In separate bowl, combine cheese, sausage, and just enough ranch dressing to bind together.

Spoon mixture evenly into cups and return to oven until cheese is melted and wontons are golden brown.

Serve and enjoy ;)

I have been making these for years so I sometimes use variations of the base recipe by adding different spices or switching up the cheeses. I encourage you to make it your own but recommend you practice a few times as it took a few tries until the wontons were baked to perfection and not too soggy (hence no grease in cups) or not to burnt (double baking can be tricky).

Let me know if you like it or if you come up w a new version - I'm always looking to expand my recipe book too.

Good luck!
posted by GeekSpeak at 8:32 PM on November 18, 2011 [2 favorites]


Sweet Potatoes Bruschetta!

Super good, super seasonal, super tasty, super pretty! and...honestly, super easy!


All in all...super!
posted by fyrebelley at 8:59 PM on November 18, 2011 [1 favorite]


Someone at a meetup brought blue cheese shortbreads which were awesome. I have no idea which recipe she used, but this one looks pretty simple and direct.
posted by fiercekitten at 10:08 PM on November 18, 2011 [1 favorite]


Are your friends familiar with bhel puri or other Indian chaats? I often make it and assemble the individual portions on the papri, as done here. If you have access to Indian/ South Asian shops you can buy the crispy bits and other ingredients. Other than that, the two chutneys (sweet and sour: tamarind-date; hot and fresh: mint-coriander-chile) can be bought or very easily made, and you need boiled chickpeas - home made is better - and optionally, yoghurt.

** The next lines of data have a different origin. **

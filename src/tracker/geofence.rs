use log::{info, warn};

use super::checkpoint::CheckpointStore;
use super::config::TrackerConfig;
use super::ports::{PersistError, PersistenceIo};
use super::telemetry;
use super::types::{Fix, Timestamp, Waypoint, WaypointReached};

pub const EARTH_RADIUS_KM: f64 = 6378.388;

/// Haversine distance in meters.
pub fn distance_m(from_lat: f64, from_lon: f64, to_lat: f64, to_lon: f64) -> f64 {
    let lat1 = from_lat.to_radians();
    let lat2 = to_lat.to_radians();
    let half_dlat = (to_lat - from_lat).to_radians() / 2.0;
    let half_dlon = (to_lon - from_lon).to_radians() / 2.0;
    let a = libm::sin(half_dlat) * libm::sin(half_dlat)
        + libm::cos(lat1) * libm::cos(lat2) * libm::sin(half_dlon) * libm::sin(half_dlon);
    let c = 2.0 * libm::atan2(libm::sqrt(a), libm::sqrt(1.0 - a));
    EARTH_RADIUS_KM * c * 1000.0
}

/// Walks the route in order and owns the persisted progress.
pub struct GeofenceTracker<'c, P: PersistenceIo> {
    route: &'c [Waypoint],
    arrival_radius_m: f64,
    minimal_accuracy_m: f64,
    store: CheckpointStore<P>,
    last_position: Option<Fix>,
}

impl<'c, P: PersistenceIo> GeofenceTracker<'c, P> {
    pub fn new(config: &'c TrackerConfig, mut store: CheckpointStore<P>) -> Self {
        store.clamp_visited(config.route.len() as u32);
        Self {
            route: config.route.as_slice(),
            arrival_radius_m: config.arrival_radius_m,
            minimal_accuracy_m: config.minimal_accuracy_m,
            store,
            last_position: None,
        }
    }

    pub fn visited_waypoint_count(&self) -> u32 {
        self.store.checkpoint().visited_waypoint_count
    }

    pub fn is_route_complete(&self) -> bool {
        self.visited_waypoint_count() as usize >= self.route.len()
    }

    pub fn next_waypoint(&self) -> Option<&'c Waypoint> {
        self.route.get(self.visited_waypoint_count() as usize)
    }

    pub fn last_position(&self) -> Option<Fix> {
        self.last_position
    }

    /// Pure: no progress is made and nothing is written.
    pub fn distance_to_next_waypoint(&self, fix: &Fix) -> Option<f64> {
        let next = self.next_waypoint()?;
        Some(distance_m(
            fix.latitude,
            fix.longitude,
            next.latitude,
            next.longitude,
        ))
    }

    pub fn distance_from_last_position(&self) -> Option<f64> {
        let position = self.last_position?;
        self.distance_to_next_waypoint(&position)
    }

    /// Advances the route by one waypoint when `fix` lies inside the arrival
    /// radius. The checkpoint is written before the event is returned.
    pub fn check_arrival(&mut self, fix: &Fix, accuracy_m: f64) -> Option<WaypointReached> {
        if !fix.in_range() {
            return None;
        }
        if !(accuracy_m.is_finite() && accuracy_m <= self.minimal_accuracy_m) {
            return None;
        }
        self.last_position = Some(*fix);

        let index = self.visited_waypoint_count() as usize;
        let waypoint = self.route.get(index)?;
        let distance = distance_m(
            fix.latitude,
            fix.longitude,
            waypoint.latitude,
            waypoint.longitude,
        );
        if distance > self.arrival_radius_m {
            return None;
        }

        let visited = index as u32 + 1;
        let persisted = self.store.record_visited(visited);
        telemetry::record_waypoint_reached();
        if persisted {
            info!(
                "geofence: reached waypoint id={} index={} distance_m={:.1}",
                waypoint.id, index, distance
            );
        } else {
            warn!(
                "geofence: reached waypoint id={} index={} but checkpoint write failed",
                waypoint.id, index
            );
        }
        Some(WaypointReached {
            index,
            waypoint: waypoint.clone(),
            distance_m: distance,
            visited_waypoint_count: visited,
            persisted,
        })
    }

    /// Records the boot's reset time. Returns whether it reached storage.
    pub fn stamp_reset_time(&mut self, now: Timestamp) -> bool {
        let persisted = self.store.record_reset_time(now);
        info!("geofence: reset time stamped at={} persisted={}", now, persisted);
        persisted
    }

    /// Handed to the link machine only, for the assistance timestamp.
    pub(super) fn checkpoint_store_mut(&mut self) -> &mut CheckpointStore<P> {
        &mut self.store
    }

    pub fn checkpoint_store(&self) -> &CheckpointStore<P> {
        &self.store
    }

    pub fn reset_progress(&mut self) -> Result<(), PersistError> {
        self.last_position = None;
        self.store.clear()
    }

    pub fn into_store(self) -> CheckpointStore<P> {
        self.store
    }
}
#![cfg_attr(not(test), no_std)]
#![allow(async_fn_in_trait)]

pub mod tracker;

#[cfg(feature = "esp32")]
pub mod firmware;
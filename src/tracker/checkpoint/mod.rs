use log::{info, warn};

use super::config::{CHECKPOINT_MAGIC, CHECKPOINT_RECORD_LEN, CHECKPOINT_VERSION};
use super::ports::{CheckpointRecord, PersistError, PersistenceIo};
use super::telemetry;
use super::types::Timestamp;

mod region;

pub use region::StorageRegion;

const VISITED_OFFSET: usize = 5;
const FAST_FIX_OFFSET: usize = 9;
const RESET_OFFSET: usize = 17;

/// Route progress that has to survive deep sleep and power loss.
#[derive(Clone, Copy, Debug, Default, PartialEq, Eq)]
pub struct Checkpoint {
    pub visited_waypoint_count: u32,
    pub last_fast_fix_update: Timestamp,
    pub last_reset_time: Timestamp,
}

impl Checkpoint {
    pub fn to_record(self) -> CheckpointRecord {
        let mut record = [0xFFu8; CHECKPOINT_RECORD_LEN];
        record[0..4].copy_from_slice(&CHECKPOINT_MAGIC.to_le_bytes());
        record[4] = CHECKPOINT_VERSION;
        record[VISITED_OFFSET..VISITED_OFFSET + 4]
            .copy_from_slice(&self.visited_waypoint_count.to_le_bytes());
        record[FAST_FIX_OFFSET..FAST_FIX_OFFSET + 8]
            .copy_from_slice(&self.last_fast_fix_update.to_le_bytes());
        record[RESET_OFFSET..RESET_OFFSET + 8]
            .copy_from_slice(&self.last_reset_time.to_le_bytes());
        record[CHECKPOINT_RECORD_LEN - 1] = checksum8(&record[..CHECKPOINT_RECORD_LEN - 1]);
        record
    }

    pub fn from_record(record: &CheckpointRecord) -> Option<Self> {
        if record.iter().all(|&byte| byte == 0xFF) {
            return None;
        }
        if u32::from_le_bytes([record[0], record[1], record[2], record[3]]) != CHECKPOINT_MAGIC {
            return None;
        }
        if record[4] != CHECKPOINT_VERSION {
            return None;
        }
        let expected = checksum8(&record[..CHECKPOINT_RECORD_LEN - 1]);
        if record[CHECKPOINT_RECORD_LEN - 1] != expected {
            return None;
        }
        Some(Self {
            visited_waypoint_count: read_u32(record, VISITED_OFFSET),
            last_fast_fix_update: read_u64(record, FAST_FIX_OFFSET),
            last_reset_time: read_u64(record, RESET_OFFSET),
        })
    }
}

fn read_u32(record: &CheckpointRecord, offset: usize) -> u32 {
    let mut bytes = [0u8; 4];
    bytes.copy_from_slice(&record[offset..offset + 4]);
    u32::from_le_bytes(bytes)
}

fn read_u64(record: &CheckpointRecord, offset: usize) -> u64 {
    let mut bytes = [0u8; 8];
    bytes.copy_from_slice(&record[offset..offset + 8]);
    u64::from_le_bytes(bytes)
}

pub(crate) fn checksum8(bytes: &[u8]) -> u8 {
    let mut acc = 0x5Au8;
    for &byte in bytes {
        acc ^= byte.rotate_left(1);
    }
    acc
}

/// In-memory checkpoint mirrored to [`PersistenceIo`]. Every mutation is
/// written through before the call returns.
pub struct CheckpointStore<P: PersistenceIo> {
    io: P,
    current: Checkpoint,
}

impl<P: PersistenceIo> CheckpointStore<P> {
    /// Missing or corrupt records start the route from the beginning.
    pub fn load(mut io: P) -> Self {
        let current = match io.load() {
            Ok(Some(record)) => match Checkpoint::from_record(&record) {
                Some(checkpoint) => {
                    info!(
                        "checkpoint: loaded visited={} fast_fix={} reset={}",
                        checkpoint.visited_waypoint_count,
                        checkpoint.last_fast_fix_update,
                        checkpoint.last_reset_time
                    );
                    checkpoint
                }
                None => {
                    warn!("checkpoint: record rejected, starting from defaults");
                    Checkpoint::default()
                }
            },
            Ok(None) => {
                info!("checkpoint: no record, starting from defaults");
                Checkpoint::default()
            }
            Err(err) => {
                warn!("checkpoint: load failed err={}, starting from defaults", err);
                Checkpoint::default()
            }
        };
        Self { io, current }
    }

    pub fn checkpoint(&self) -> Checkpoint {
        self.current
    }

    pub fn into_inner(self) -> P {
        self.io
    }

    /// Returns whether the new count reached storage. Counts never move backwards.
    pub(crate) fn record_visited(&mut self, visited_waypoint_count: u32) -> bool {
        if visited_waypoint_count <= self.current.visited_waypoint_count {
            return true;
        }
        self.current.visited_waypoint_count = visited_waypoint_count;
        self.flush().is_ok()
    }

    pub(crate) fn record_fast_fix_update(&mut self, at: Timestamp) -> bool {
        if self.current.last_fast_fix_update == at {
            return true;
        }
        self.current.last_fast_fix_update = at;
        self.flush().is_ok()
    }

    pub(crate) fn record_reset_time(&mut self, at: Timestamp) -> bool {
        if self.current.last_reset_time == at {
            return true;
        }
        self.current.last_reset_time = at;
        self.flush().is_ok()
    }

    /// Caps a stale count after the route was shortened between boots.
    pub(crate) fn clamp_visited(&mut self, route_len: u32) {
        if self.current.visited_waypoint_count > route_len {
            warn!(
                "checkpoint: visited={} exceeds route_len={}, clamping",
                self.current.visited_waypoint_count, route_len
            );
            self.current.visited_waypoint_count = route_len;
            let _ = self.flush();
        }
    }

    /// Operator factory reset.
    pub fn clear(&mut self) -> Result<(), PersistError> {
        self.current = Checkpoint::default();
        let result = self.io.erase();
        match result {
            Ok(()) => info!("checkpoint: cleared"),
            Err(err) => {
                telemetry::record_checkpoint_write_error();
                warn!("checkpoint: clear failed err={}", err);
            }
        }
        result
    }

    fn flush(&mut self) -> Result<(), PersistError> {
        let record = self.current.to_record();
        let result = self.io.save(&record);
        if let Err(err) = result {
            telemetry::record_checkpoint_write_error();
            warn!(
                "checkpoint: write failed err={} visited={}",
                err, self.current.visited_waypoint_count
            );
        }
        result
    }
}
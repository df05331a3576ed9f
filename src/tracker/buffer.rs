use core::cell::RefCell;

use embassy_sync::blocking_mutex::{raw::RawMutex, Mutex};
use heapless::Deque;

use super::config::POSITION_BUFFER_MAX;
use super::telemetry;
use super::types::Fix;

/// Replay slots needed to cover one reconnect timeout, twice over.
pub fn capacity_for(reconnect_timeout_s: u32, duty_cycle_s: u32) -> usize {
    if duty_cycle_s == 0 {
        return POSITION_BUFFER_MAX;
    }
    let slots = libm::round(f64::from(reconnect_timeout_s) / f64::from(duty_cycle_s) * 2.0);
    (slots as usize).clamp(1, POSITION_BUFFER_MAX)
}

/// Bounded, recency-biased queue of fixes that have not reached the broker.
///
/// New fixes go to the front, the oldest entry falls off the back once
/// capacity is reached, and [`PositionBuffer::dequeue_next`] hands out the
/// newest fix first.
pub struct PositionBuffer<M: RawMutex> {
    entries: Mutex<M, RefCell<Deque<Fix, POSITION_BUFFER_MAX>>>,
    capacity: usize,
}

impl<M: RawMutex> PositionBuffer<M> {
    pub const fn new(capacity: usize) -> Self {
        let capacity = if capacity == 0 {
            1
        } else if capacity > POSITION_BUFFER_MAX {
            POSITION_BUFFER_MAX
        } else {
            capacity
        };
        Self {
            entries: Mutex::new(RefCell::new(Deque::new())),
            capacity,
        }
    }

    pub fn for_timings(reconnect_timeout_s: u32, duty_cycle_s: u32) -> Self {
        Self::new(capacity_for(reconnect_timeout_s, duty_cycle_s))
    }

    pub fn capacity(&self) -> usize {
        self.capacity
    }

    pub fn len(&self) -> usize {
        self.entries.lock(|entries| entries.borrow().len())
    }

    pub fn is_empty(&self) -> bool {
        self.len() == 0
    }

    /// Returns the evicted oldest fix when the buffer was already full.
    pub fn enqueue(&self, fix: Fix) -> Option<Fix> {
        let evicted = self.entries.lock(|entries| {
            let mut entries = entries.borrow_mut();
            let evicted = if entries.len() >= self.capacity {
                entries.pop_back()
            } else {
                None
            };
            let _ = entries.push_front(fix);
            evicted
        });
        telemetry::record_fix_buffered();
        if let Some(oldest) = evicted {
            telemetry::record_fix_evicted();
            log::warn!(
                "buffer: full capacity={} evicted_ts={}",
                self.capacity,
                oldest.epoch_seconds
            );
        }
        evicted
    }

    pub fn dequeue_next(&self) -> Option<Fix> {
        self.entries
            .lock(|entries| entries.borrow_mut().pop_front())
    }

    pub fn clear(&self) {
        self.entries.lock(|entries| entries.borrow_mut().clear());
    }
}
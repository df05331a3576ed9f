use embassy_time::{Duration, Instant, Timer};

use crate::tracker::ports::Clock;

#[derive(Clone, Copy, Debug, Default)]
pub struct EmbassyClock;

impl Clock for EmbassyClock {
    fn now_ms(&self) -> u64 {
        Instant::now().as_millis()
    }

    async fn sleep_ms(&mut self, ms: u32) {
        Timer::after(Duration::from_millis(u64::from(ms))).await;
    }
}
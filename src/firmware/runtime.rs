use embassy_sync::{blocking_mutex::raw::CriticalSectionRawMutex, mutex::Mutex};
use embassy_time::Timer;
use esp_hal::rtc_cntl::Rtc;
use log::info;

use super::audio::AudioBridge;
use super::clock::EmbassyClock;
use super::power::{deep_sleep, restart, wake_reason};
use super::storage::checkpoint_io;
use crate::tracker::buffer::PositionBuffer;
use crate::tracker::config::{TrackerConfig, MIN_CYCLE_SPACING_MS};
use crate::tracker::orchestrator::Tracker;
use crate::tracker::ports::Modem;
use crate::tracker::types::{BootContext, PowerDecision};

/// Runs duty cycles until the policy asks for sleep or restart. The modem is
/// locked for the whole of each cycle.
pub async fn run_tracker<D: Modem>(
    config: &TrackerConfig,
    modem: &Mutex<CriticalSectionRawMutex, D>,
    flash: esp_hal::peripherals::FLASH<'_>,
    mut rtc: Rtc<'_>,
    factory_reset_requested: bool,
) -> ! {
    let boot = BootContext {
        wake_reason: wake_reason(),
        factory_reset_requested,
    };
    let buffer = PositionBuffer::<CriticalSectionRawMutex>::for_timings(
        config.reconnect_timeout_s,
        config.duty_cycle_s,
    );
    let mut tracker = Tracker::boot(config, checkpoint_io(flash), &buffer, boot);
    let mut clock = EmbassyClock;
    let mut audio = AudioBridge;

    loop {
        let report = {
            let mut modem = modem.lock().await;
            tracker.run_cycle(&mut *modem, &mut clock, &mut audio).await
        };
        match report.decision {
            PowerDecision::StayAwake => {
                info!("runtime: staying awake ms={}", MIN_CYCLE_SPACING_MS);
                Timer::after_millis(u64::from(MIN_CYCLE_SPACING_MS)).await;
            }
            PowerDecision::Sleep => deep_sleep(&mut rtc, config.duty_cycle_s),
            PowerDecision::Restart => restart(),
        }
    }
}
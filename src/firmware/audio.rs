use core::sync::atomic::{AtomicBool, Ordering};

use embassy_sync::{blocking_mutex::raw::CriticalSectionRawMutex, channel::Channel};
use log::warn;

use crate::tracker::ports::AudioActivity;
use crate::tracker::types::TriggerPayload;

static AUDIO_BUSY: AtomicBool = AtomicBool::new(false);
pub static AUDIO_REQUESTS: Channel<CriticalSectionRawMutex, TriggerPayload, 4> = Channel::new();

/// Set by the audio task around each playback.
pub fn set_audio_busy(busy: bool) {
    AUDIO_BUSY.store(busy, Ordering::Release);
}

pub async fn next_audio_request() -> TriggerPayload {
    AUDIO_REQUESTS.receive().await
}

#[derive(Clone, Copy, Debug, Default)]
pub struct AudioBridge;

impl AudioActivity for AudioBridge {
    fn is_busy(&self) -> bool {
        AUDIO_BUSY.load(Ordering::Acquire) || !AUDIO_REQUESTS.is_empty()
    }

    fn announce(&mut self, trigger_payload: &str) {
        let mut payload = TriggerPayload::new();
        if payload.push_str(trigger_payload).is_err() {
            warn!("audio: payload too long len={}", trigger_payload.len());
            return;
        }
        if AUDIO_REQUESTS.try_send(payload).is_err() {
            warn!("audio: request queue full, dropping payload");
        }
    }
}
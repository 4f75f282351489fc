/* This Source Code Form is subject to the terms of the Mozilla Public
 * License, v. 2.0. If a copy of the MPL was not distributed with this
 * file, You can obtain one at http://mozilla.org/MPL/2.0/. */

#[cfg(feature = "serde")]
use serde::{Deserialize, Serialize};

/// The notation names accepted when no other list is configured.
pub const DEFAULT_SUPPORTED_FORMATS: [&str; 10] = [
    "rgb", "rgba", "hsl", "hsla", "oklch", "lab", "lch", "hwb", "hsv", "hsi",
];

/// Settings for [`convert_explicit_color_with`](crate::convert_explicit_color_with).
#[derive(Clone, PartialEq, Debug)]
#[cfg_attr(feature = "serde", derive(Serialize, Deserialize))]
#[cfg_attr(feature = "serde", serde(default, rename_all = "camelCase"))]
pub struct ConversionOptions {
    /// Format names a request may name as its source or target.
    ///
    /// Names are compared ignoring ASCII case. A name listed here that is not
    /// a known notation is still rejected when the request is run.
    pub supported_formats: Vec<String>,
}

impl Default for ConversionOptions {
    fn default() -> Self {
        Self::with_formats(DEFAULT_SUPPORTED_FORMATS.iter().copied())
    }
}

impl ConversionOptions {
    /// Options allowing exactly `formats`.
    pub fn with_formats<I, S>(formats: I) -> Self
    where
        I: IntoIterator<Item = S>,
        S: Into<String>,
    {
        ConversionOptions {
            supported_formats: formats.into_iter().map(Into::into).collect(),
        }
    }

    /// Whether `format` is allowed by these options.
    #[inline]
    pub fn supports(&self, format: &str) -> bool {
        is_format_supported(format, &self.supported_formats)
    }
}

/// Whether `format` appears in `supported_formats`, ignoring ASCII case.
pub fn is_format_supported<S: AsRef<str>>(format: &str, supported_formats: &[S]) -> bool {
    supported_formats
        .iter()
        .any(|supported| supported.as_ref().eq_ignore_ascii_case(format))
}

#[cfg(test)]
mod tests {
    use super::{is_format_supported, ConversionOptions, DEFAULT_SUPPORTED_FORMATS};
    use crate::ColorFormat;

    #[test]
    fn defaults_name_every_notation() {
        let options = ConversionOptions::default();
        assert_eq!(options.supported_formats.len(), 10);
        for format in ColorFormat::ALL.iter() {
            assert!(options.supports(format.name()));
        }
        for name in DEFAULT_SUPPORTED_FORMATS.iter() {
            assert!(ColorFormat::from_name(name).is_ok());
        }
    }

    #[test]
    fn case_insensitive() {
        assert!(is_format_supported("OKLCH", &DEFAULT_SUPPORTED_FORMATS));
        assert!(is_format_supported("Rgba", &DEFAULT_SUPPORTED_FORMATS));
        assert!(!is_format_supported("xyz", &DEFAULT_SUPPORTED_FORMATS));
        assert!(!is_format_supported("", &DEFAULT_SUPPORTED_FORMATS));
    }

    #[test]
    fn restricted_list() {
        let options = ConversionOptions::with_formats(vec!["rgb", "HSL"]);
        assert!(options.supports("hsl"));
        assert!(options.supports("RGB"));
        assert!(!options.supports("rgba"));
        assert!(!options.supports("lab"));
    }
}
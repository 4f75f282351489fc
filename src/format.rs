/* This Source Code Form is subject to the terms of the Mozilla Public
 * License, v. 2.0. If a copy of the MPL was not distributed with this
 * file, You can obtain one at http://mozilla.org/MPL/2.0/. */

use std::fmt;
use std::str::FromStr;

use phf::phf_map;

#[cfg(feature = "serde")]
use serde::{Deserialize, Serialize};

use super::ColorError;

/// One of the color notations that can be converted between.
///
/// The legacy `rgba()` and `hsla()` function names are accepted as aliases
/// of `Rgb` and `Hsl` but are not distinct notations.
#[derive(Clone, Copy, PartialEq, Eq, Hash, Debug)]
#[cfg_attr(feature = "serde", derive(Serialize, Deserialize))]
#[cfg_attr(feature = "serde", serde(rename_all = "lowercase"))]
pub enum ColorFormat {
    /// <https://w3c.github.io/csswg-drafts/css-color-4/#rgb-functions>
    Rgb,
    /// <https://w3c.github.io/csswg-drafts/css-color-4/#the-hsl-notation>
    Hsl,
    /// <https://w3c.github.io/csswg-drafts/css-color-4/#specifying-oklab-oklch>
    Oklch,
    /// <https://w3c.github.io/csswg-drafts/css-color-4/#specifying-lab-lch>
    Lab,
    /// <https://w3c.github.io/csswg-drafts/css-color-4/#specifying-lab-lch>
    Lch,
    /// <https://w3c.github.io/csswg-drafts/css-color-4/#the-hwb-notation>
    Hwb,
    /// Hue, saturation, value. Not a CSS function, but accepted in the same syntax as `hsl()`.
    Hsv,
    /// Hue, saturation, intensity. Same syntax as `hsv()`.
    Hsi,
}

static FORMAT_NAMES: phf::Map<&'static str, ColorFormat> = phf_map! {
    "rgb" => ColorFormat::Rgb,
    "rgba" => ColorFormat::Rgb,
    "hsl" => ColorFormat::Hsl,
    "hsla" => ColorFormat::Hsl,
    "oklch" => ColorFormat::Oklch,
    "lab" => ColorFormat::Lab,
    "lch" => ColorFormat::Lch,
    "hwb" => ColorFormat::Hwb,
    "hsv" => ColorFormat::Hsv,
    "hsi" => ColorFormat::Hsi,
};

/// Length of the longest key of `FORMAT_NAMES`.
const MAX_NAME_LENGTH: usize = 5;

/// `input` in ASCII lowercase, copied into `buffer` only if it has uppercase
/// letters. `None` if it does not fit, since no known name is that long.
fn to_lowercase<'a>(buffer: &'a mut [u8], input: &'a str) -> Option<&'a str> {
    let buffer = buffer.get_mut(..input.len())?;
    match input.bytes().position(|byte| byte.is_ascii_uppercase()) {
        Some(first_uppercase) => {
            buffer.copy_from_slice(input.as_bytes());
            buffer[first_uppercase..].make_ascii_lowercase();
            std::str::from_utf8(buffer).ok()
        }
        // Input is already lower-case
        None => Some(input),
    }
}

impl ColorFormat {
    /// Every notation, in declaration order.
    pub const ALL: [ColorFormat; 8] = [
        ColorFormat::Rgb,
        ColorFormat::Hsl,
        ColorFormat::Oklch,
        ColorFormat::Lab,
        ColorFormat::Lch,
        ColorFormat::Hwb,
        ColorFormat::Hsv,
        ColorFormat::Hsi,
    ];

    /// Look up a notation by its function name.
    ///
    /// Matching is case-insensitive in the ASCII range, and `rgba`/`hsla` resolve
    /// to `Rgb`/`Hsl`. An unknown name is reported lowercased.
    pub fn from_name(name: &str) -> Result<Self, ColorError> {
        let mut buffer = [0; MAX_NAME_LENGTH];
        to_lowercase(&mut buffer, name)
            .and_then(|lowercase| FORMAT_NAMES.get(lowercase))
            .copied()
            .ok_or_else(|| ColorError::UnsupportedFormat(name.to_ascii_lowercase()))
    }

    /// The canonical lowercase function name, without the `a` suffix.
    pub fn name(self) -> &'static str {
        match self {
            ColorFormat::Rgb => "rgb",
            ColorFormat::Hsl => "hsl",
            ColorFormat::Oklch => "oklch",
            ColorFormat::Lab => "lab",
            ColorFormat::Lch => "lch",
            ColorFormat::Hwb => "hwb",
            ColorFormat::Hsv => "hsv",
            ColorFormat::Hsi => "hsi",
        }
    }

    /// Whether the channel at `index` (0, 1 or 2) is written as a percentage
    /// and stored in the unit interval.
    #[inline]
    pub(crate) fn is_unit_channel(self, index: usize) -> bool {
        match self {
            ColorFormat::Rgb => false,
            ColorFormat::Oklch | ColorFormat::Lab | ColorFormat::Lch => index == 0,
            ColorFormat::Hsl | ColorFormat::Hwb | ColorFormat::Hsv | ColorFormat::Hsi => {
                index != 0
            }
        }
    }
}

impl FromStr for ColorFormat {
    type Err = ColorError;

    fn from_str(s: &str) -> Result<Self, Self::Err> {
        Self::from_name(s)
    }
}

impl fmt::Display for ColorFormat {
    fn fmt(&self, f: &mut fmt::Formatter) -> fmt::Result {
        f.write_str(self.name())
    }
}

#[cfg(test)]
mod tests {
    use super::{to_lowercase, ColorFormat, FORMAT_NAMES, MAX_NAME_LENGTH};
    use crate::ColorError;

    #[test]
    fn from_name_is_case_insensitive() {
        assert_eq!(ColorFormat::from_name("OKLCH"), Ok(ColorFormat::Oklch));
        assert_eq!(ColorFormat::from_name("Hwb"), Ok(ColorFormat::Hwb));
        assert_eq!("lab".parse::<ColorFormat>(), Ok(ColorFormat::Lab));
    }

    #[test]
    fn legacy_aliases() {
        assert_eq!(ColorFormat::from_name("rgba"), Ok(ColorFormat::Rgb));
        assert_eq!(ColorFormat::from_name("HSLA"), Ok(ColorFormat::Hsl));
        assert_eq!(ColorFormat::Rgb.name(), "rgb");
    }

    #[test]
    fn unknown_name_is_lowercased() {
        assert_eq!(
            ColorFormat::from_name("XYZ"),
            Err(ColorError::UnsupportedFormat("xyz".into()))
        );
        assert!(ColorFormat::from_name("").is_err());
        assert!(ColorFormat::from_name("oklab").is_err());
        assert!(ColorFormat::from_name("OKLCHX").is_err());
        assert!(ColorFormat::from_name("rgbé").is_err());
    }

    #[test]
    fn lowercase_without_allocating() {
        let mut buffer = [0; MAX_NAME_LENGTH];
        assert_eq!(to_lowercase(&mut buffer, "hsl"), Some("hsl"));
        let mut buffer = [0; MAX_NAME_LENGTH];
        assert_eq!(to_lowercase(&mut buffer, "OkLch"), Some("oklch"));
        let mut buffer = [0; MAX_NAME_LENGTH];
        assert_eq!(to_lowercase(&mut buffer, "Colors"), None);
        assert!(FORMAT_NAMES.keys().all(|name| name.len() <= MAX_NAME_LENGTH));
    }

    #[test]
    fn names_round_trip() {
        for format in ColorFormat::ALL.iter() {
            assert_eq!(ColorFormat::from_name(format.name()), Ok(*format));
            assert_eq!(format.to_string(), format.name());
        }
    }
}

Plus finely diced following: boiled potatoes, tomatoes, onions and chiles. If this appeals, I can post my usual recipes and instructions.

The downside is, assembly can't be done more than an hour or so in advance for individual portions, and even that is pushing it. The upside is, it's a great make-your-own dish, whether had as a canape or, more traditionally, in bowls.
posted by tavegyl at 2:11 AM on November 19, 2011


Oh, and as a UK resident these days, and following on your mini Yorkshire puddings from last year, I can't but suggest potted shrimp. By themselves they can be boring, but for real wowza, serve on a freshly toasted crumpet with a sharp lemony tarragon mayonnaise, microgreens and a poached quail's egg. Shamelessly ripped off from here where I ordered it two days running.
posted by tavegyl at 7:04 AM on November 19, 2011 [1 favorite]


It bums me out bacon is overrepresented, 'cause whenever I make these (warning, self-link to LJ 'cause the recipe's an old family friend's, not from a book as far as I know) for parties people flip out. It's the horseradish and wine that makes it, 'cause the tang counters the fatty smokiness. And who doesn't love crispy toasts and broiled bubbly toppings?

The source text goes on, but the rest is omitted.